Collected data entries

______________________________

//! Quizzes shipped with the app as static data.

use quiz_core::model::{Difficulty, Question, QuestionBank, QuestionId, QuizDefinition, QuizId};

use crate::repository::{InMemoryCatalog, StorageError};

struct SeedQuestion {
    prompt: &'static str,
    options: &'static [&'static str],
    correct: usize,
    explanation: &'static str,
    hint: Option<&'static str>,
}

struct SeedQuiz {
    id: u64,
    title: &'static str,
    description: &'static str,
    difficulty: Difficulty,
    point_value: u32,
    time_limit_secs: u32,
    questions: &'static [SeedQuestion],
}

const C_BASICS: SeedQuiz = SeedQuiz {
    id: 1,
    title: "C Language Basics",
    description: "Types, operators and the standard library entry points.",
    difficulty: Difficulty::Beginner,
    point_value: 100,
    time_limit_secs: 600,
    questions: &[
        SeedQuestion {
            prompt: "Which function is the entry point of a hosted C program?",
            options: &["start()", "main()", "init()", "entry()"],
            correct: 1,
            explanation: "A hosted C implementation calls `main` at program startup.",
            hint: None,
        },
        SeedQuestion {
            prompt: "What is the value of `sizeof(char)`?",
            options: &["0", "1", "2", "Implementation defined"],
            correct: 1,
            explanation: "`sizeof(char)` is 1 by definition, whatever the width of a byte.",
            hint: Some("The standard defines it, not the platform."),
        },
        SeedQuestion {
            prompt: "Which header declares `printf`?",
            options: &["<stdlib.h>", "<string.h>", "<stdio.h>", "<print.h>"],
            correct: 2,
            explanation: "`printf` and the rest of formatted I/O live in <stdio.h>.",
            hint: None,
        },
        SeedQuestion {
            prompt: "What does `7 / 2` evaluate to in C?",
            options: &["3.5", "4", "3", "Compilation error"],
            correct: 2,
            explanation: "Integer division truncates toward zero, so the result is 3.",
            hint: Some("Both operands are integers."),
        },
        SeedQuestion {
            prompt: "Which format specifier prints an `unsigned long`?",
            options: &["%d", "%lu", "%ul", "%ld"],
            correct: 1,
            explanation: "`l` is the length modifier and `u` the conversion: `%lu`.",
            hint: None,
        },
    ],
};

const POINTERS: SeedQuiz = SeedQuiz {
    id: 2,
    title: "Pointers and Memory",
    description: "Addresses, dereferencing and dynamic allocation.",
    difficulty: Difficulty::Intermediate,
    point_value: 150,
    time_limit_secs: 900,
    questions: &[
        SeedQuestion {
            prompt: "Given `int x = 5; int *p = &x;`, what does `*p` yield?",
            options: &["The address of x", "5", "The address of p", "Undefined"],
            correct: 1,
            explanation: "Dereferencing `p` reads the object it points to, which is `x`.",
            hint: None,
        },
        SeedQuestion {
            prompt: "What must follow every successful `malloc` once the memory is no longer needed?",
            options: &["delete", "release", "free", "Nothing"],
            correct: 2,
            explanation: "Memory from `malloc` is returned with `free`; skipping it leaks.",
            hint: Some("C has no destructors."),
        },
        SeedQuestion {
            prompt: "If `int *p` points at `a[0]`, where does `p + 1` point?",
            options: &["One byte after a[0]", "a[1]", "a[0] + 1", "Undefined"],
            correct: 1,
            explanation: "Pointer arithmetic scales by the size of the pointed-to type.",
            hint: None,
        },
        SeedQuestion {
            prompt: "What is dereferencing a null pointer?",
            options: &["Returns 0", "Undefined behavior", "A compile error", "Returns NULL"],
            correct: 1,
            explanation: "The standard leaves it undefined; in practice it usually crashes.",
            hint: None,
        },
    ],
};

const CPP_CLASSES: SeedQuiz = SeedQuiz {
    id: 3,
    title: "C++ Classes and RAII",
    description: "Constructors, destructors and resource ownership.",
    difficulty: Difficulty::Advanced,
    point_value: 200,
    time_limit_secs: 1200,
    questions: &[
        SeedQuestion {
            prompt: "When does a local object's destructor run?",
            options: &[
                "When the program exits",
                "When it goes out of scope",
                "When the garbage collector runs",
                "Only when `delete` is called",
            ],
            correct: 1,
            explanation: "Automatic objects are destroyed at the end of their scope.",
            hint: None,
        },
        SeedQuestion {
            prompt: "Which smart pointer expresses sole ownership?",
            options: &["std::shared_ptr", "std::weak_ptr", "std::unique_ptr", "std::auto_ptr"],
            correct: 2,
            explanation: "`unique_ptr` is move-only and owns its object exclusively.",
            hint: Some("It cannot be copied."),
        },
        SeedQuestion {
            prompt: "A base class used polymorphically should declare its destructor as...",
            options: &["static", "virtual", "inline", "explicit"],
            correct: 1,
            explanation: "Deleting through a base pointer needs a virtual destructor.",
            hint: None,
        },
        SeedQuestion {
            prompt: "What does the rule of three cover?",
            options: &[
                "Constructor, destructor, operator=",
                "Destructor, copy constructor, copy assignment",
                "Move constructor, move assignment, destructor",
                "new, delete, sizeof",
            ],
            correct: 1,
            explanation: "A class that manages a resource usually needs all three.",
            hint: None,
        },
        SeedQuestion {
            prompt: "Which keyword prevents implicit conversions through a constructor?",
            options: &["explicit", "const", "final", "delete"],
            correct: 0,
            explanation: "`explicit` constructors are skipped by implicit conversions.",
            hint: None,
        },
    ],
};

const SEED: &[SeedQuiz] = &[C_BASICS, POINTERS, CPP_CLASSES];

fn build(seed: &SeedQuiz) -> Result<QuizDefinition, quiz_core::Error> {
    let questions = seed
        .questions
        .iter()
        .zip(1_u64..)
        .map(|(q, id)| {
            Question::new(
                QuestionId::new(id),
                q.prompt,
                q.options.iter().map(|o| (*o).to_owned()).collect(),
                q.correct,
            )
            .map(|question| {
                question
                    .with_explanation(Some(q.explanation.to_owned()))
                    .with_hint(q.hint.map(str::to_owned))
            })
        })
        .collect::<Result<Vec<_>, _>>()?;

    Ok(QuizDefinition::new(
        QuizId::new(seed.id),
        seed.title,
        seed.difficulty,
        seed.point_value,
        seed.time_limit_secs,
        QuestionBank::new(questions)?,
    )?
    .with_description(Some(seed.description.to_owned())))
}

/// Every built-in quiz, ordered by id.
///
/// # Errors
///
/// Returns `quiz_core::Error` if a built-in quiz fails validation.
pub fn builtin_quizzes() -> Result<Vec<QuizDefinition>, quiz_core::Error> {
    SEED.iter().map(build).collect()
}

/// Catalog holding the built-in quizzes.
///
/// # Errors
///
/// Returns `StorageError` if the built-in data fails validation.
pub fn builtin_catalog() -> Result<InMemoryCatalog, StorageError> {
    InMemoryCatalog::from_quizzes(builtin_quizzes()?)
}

______________________________

TO DO – Each line above needs to be returned exactly as it is.

ANSWER FOR THIS EXERCISE –
//! Quizzes shipped with the app as static data.

use quiz_core::model::{Difficulty, Question, QuestionBank, QuestionId, QuizDefinition, QuizId};

use crate::repository::{InMemoryCatalog, StorageError};

struct SeedQuestion {
    prompt: &'static str,
    options: &'static [&'static str],
    correct: usize,
    explanation: &'static str,
    hint: Option<&'static str>,
}

struct SeedQuiz {
    id: u64,
    title: &'static str,
    description: &'static str,
    difficulty: Difficulty,
    point_value: u32,
    time_limit_secs: u32,
    questions: &'static [SeedQuestion],
}

const C_BASICS: SeedQuiz = SeedQuiz {
    id: 1,
    title: "C Language Basics",
    description: "Types, operators and the standard library entry points.",
    difficulty: Difficulty::Beginner,
    point_value: 100,
    time_limit_secs: 600,
    questions: &[
        SeedQuestion {
            prompt: "Which function is the entry point of a hosted C program?",
            options: &["start()", "main()", "init()", "entry()"],
            correct: 1,
            explanation: "A hosted C implementation calls `main` at program startup.",
            hint: None,
        },
        SeedQuestion {
            prompt: "What is the value of `sizeof(char)`?",
            options: &["0", "1", "2", "Implementation defined"],
            correct: 1,
            explanation: "`sizeof(char)` is 1 by definition, whatever the width of a byte.",
            hint: Some("The standard defines it, not the platform."),
        },
        SeedQuestion {
            prompt: "Which header declares `printf`?",
            options: &["<stdlib.h>", "<string.h>", "<stdio.h>", "<print.h>"],
            correct: 2,
            explanation: "`printf` and the rest of formatted I/O live in <stdio.h>.",
            hint: None,
        },
        SeedQuestion {
            prompt: "What does `7 / 2` evaluate to in C?",
            options: &["3.5", "4", "3", "Compilation error"],
            correct: 2,
            explanation: "Integer division truncates toward zero, so the result is 3.",
            hint: Some("Both operands are integers."),
        },
        SeedQuestion {
            prompt: "Which format specifier prints an `unsigned long`?",
            options: &["%d", "%lu", "%ul", "%ld"],
            correct: 1,
            explanation: "`l` is the length modifier and `u` the conversion: `%lu`.",
            hint: None,
        },
    ],
};

const POINTERS: SeedQuiz = SeedQuiz {
    id: 2,
    title: "Pointers and Memory",
    description: "Addresses, dereferencing and dynamic allocation.",
    difficulty: Difficulty::Intermediate,
    point_value: 150,
    time_limit_secs: 900,
    questions: &[
        SeedQuestion {
            prompt: "Given `int x = 5; int *p = &x;`, what does `*p` yield?",
            options: &["The address of x", "5", "The address of p", "Undefined"],
            correct: 1,
            explanation: "Dereferencing `p` reads the object it points to, which is `x`.",
            hint: None,
        },
        SeedQuestion {
            prompt: "What must follow every successful `malloc` once the memory is no longer needed?",
            options: &["delete", "release", "free", "Nothing"],
            correct: 2,
            explanation: "Memory from `malloc` is returned with `free`; skipping it leaks.",
            hint: Some("C has no destructors."),
        },
        SeedQuestion {
            prompt: "If `int *p` points at `a[0]`, where does `p + 1` point?",
            options: &["One byte after a[0]", "a[1]", "a[0] + 1", "Undefined"],
            correct: 1,
            explanation: "Pointer arithmetic scales by the size of the pointed-to type.",
            hint: None,
        },
        SeedQuestion {
            prompt: "What is dereferencing a null pointer?",
            options: &["Returns 0", "Undefined behavior", "A compile error", "Returns NULL"],
            correct: 1,
            explanation: "The standard leaves it undefined; in practice it usually crashes.",
            hint: None,
        },
    ],
};

const CPP_CLASSES: SeedQuiz = SeedQuiz {
    id: 3,
    title: "C++ Classes and RAII",
    description: "Constructors, destructors and resource ownership.",
    difficulty: Difficulty::Advanced,
    point_value: 200,
    time_limit_secs: 1200,
    questions: &[
        SeedQuestion {
            prompt: "When does a local object's destructor run?",
            options: &[
                "When the program exits",
                "When it goes out of scope",
                "When the garbage collector runs",
                "Only when `delete` is called",
            ],
            correct: 1,
            explanation: "Automatic objects are destroyed at the end of their scope.",
            hint: None,
        },
        SeedQuestion {
            prompt: "Which smart pointer expresses sole ownership?",
            options: &["std::shared_ptr", "std::weak_ptr", "std::unique_ptr", "std::auto_ptr"],
            correct: 2,
            explanation: "`unique_ptr` is move-only and owns its object exclusively.",
            hint: Some("It cannot be copied."),
        },
        SeedQuestion {
            prompt: "A base class used polymorphically should declare its destructor as...",
            options: &["static", "virtual", "inline", "explicit"],
            correct: 1,
            explanation: "Deleting through a base pointer needs a virtual destructor.",
            hint: None,
        },
        SeedQuestion {
            prompt: "What does the rule of three cover?",
            options: &[
                "Constructor, destructor, operator=",
                "Destructor, copy constructor, copy assignment",
                "Move constructor, move assignment, destructor",
                "new, delete, sizeof",
            ],
            correct: 1,
            explanation: "A class that manages a resource usually needs all three.",
            hint: None,
        },
        SeedQuestion {
            prompt: "Which keyword prevents implicit conversions through a constructor?",
            options: &["explicit", "const", "final", "delete"],
            correct: 0,
            explanation: "`explicit` constructors are skipped by implicit conversions.",
            hint: None,
        },
    ],
};

const SEED: &[SeedQuiz] = &[C_BASICS, POINTERS, CPP_CLASSES];

fn build(seed: &SeedQuiz) -> Result<QuizDefinition, quiz_core::Error> {
    let questions = seed
        .questions
        .iter()
        .zip(1_u64..)
        .map(|(q, id)| {
            Question::new(
                QuestionId::new(id),
                q.prompt,
                q.options.iter().map(|o| (*o).to_owned()).collect(),
                q.correct,
            )
            .map(|question| {
                question
                    .with_explanation(Some(q.explanation.to_owned()))
                    .with_hint(q.hint.map(str::to_owned))
            })
        })
        .collect::<Result<Vec<_>, _>>()?;

    Ok(QuizDefinition::new(
        QuizId::new(seed.id),
        seed.title,
        seed.difficulty,
        seed.point_value,
        seed.time_limit_secs,
        QuestionBank::new(questions)?,
    )?
    .with_description(Some(seed.description.to_owned())))
}

/// Every built-in quiz, ordered by id.
///
/// # Errors
///
/// Returns `quiz_core::Error` if a built-in quiz fails validation.
pub fn builtin_quizzes() -> Result<Vec<QuizDefinition>, quiz_core::Error> {
    SEED.iter().map(build).collect()
}

/// Catalog holding the built-in quizzes.
///
/// # Errors
///
/// Returns `StorageError` if the built-in data fails validation.
pub fn builtin_catalog() -> Result<InMemoryCatalog, StorageError> {
    InMemoryCatalog::from_quizzes(builtin_quizzes()?)
}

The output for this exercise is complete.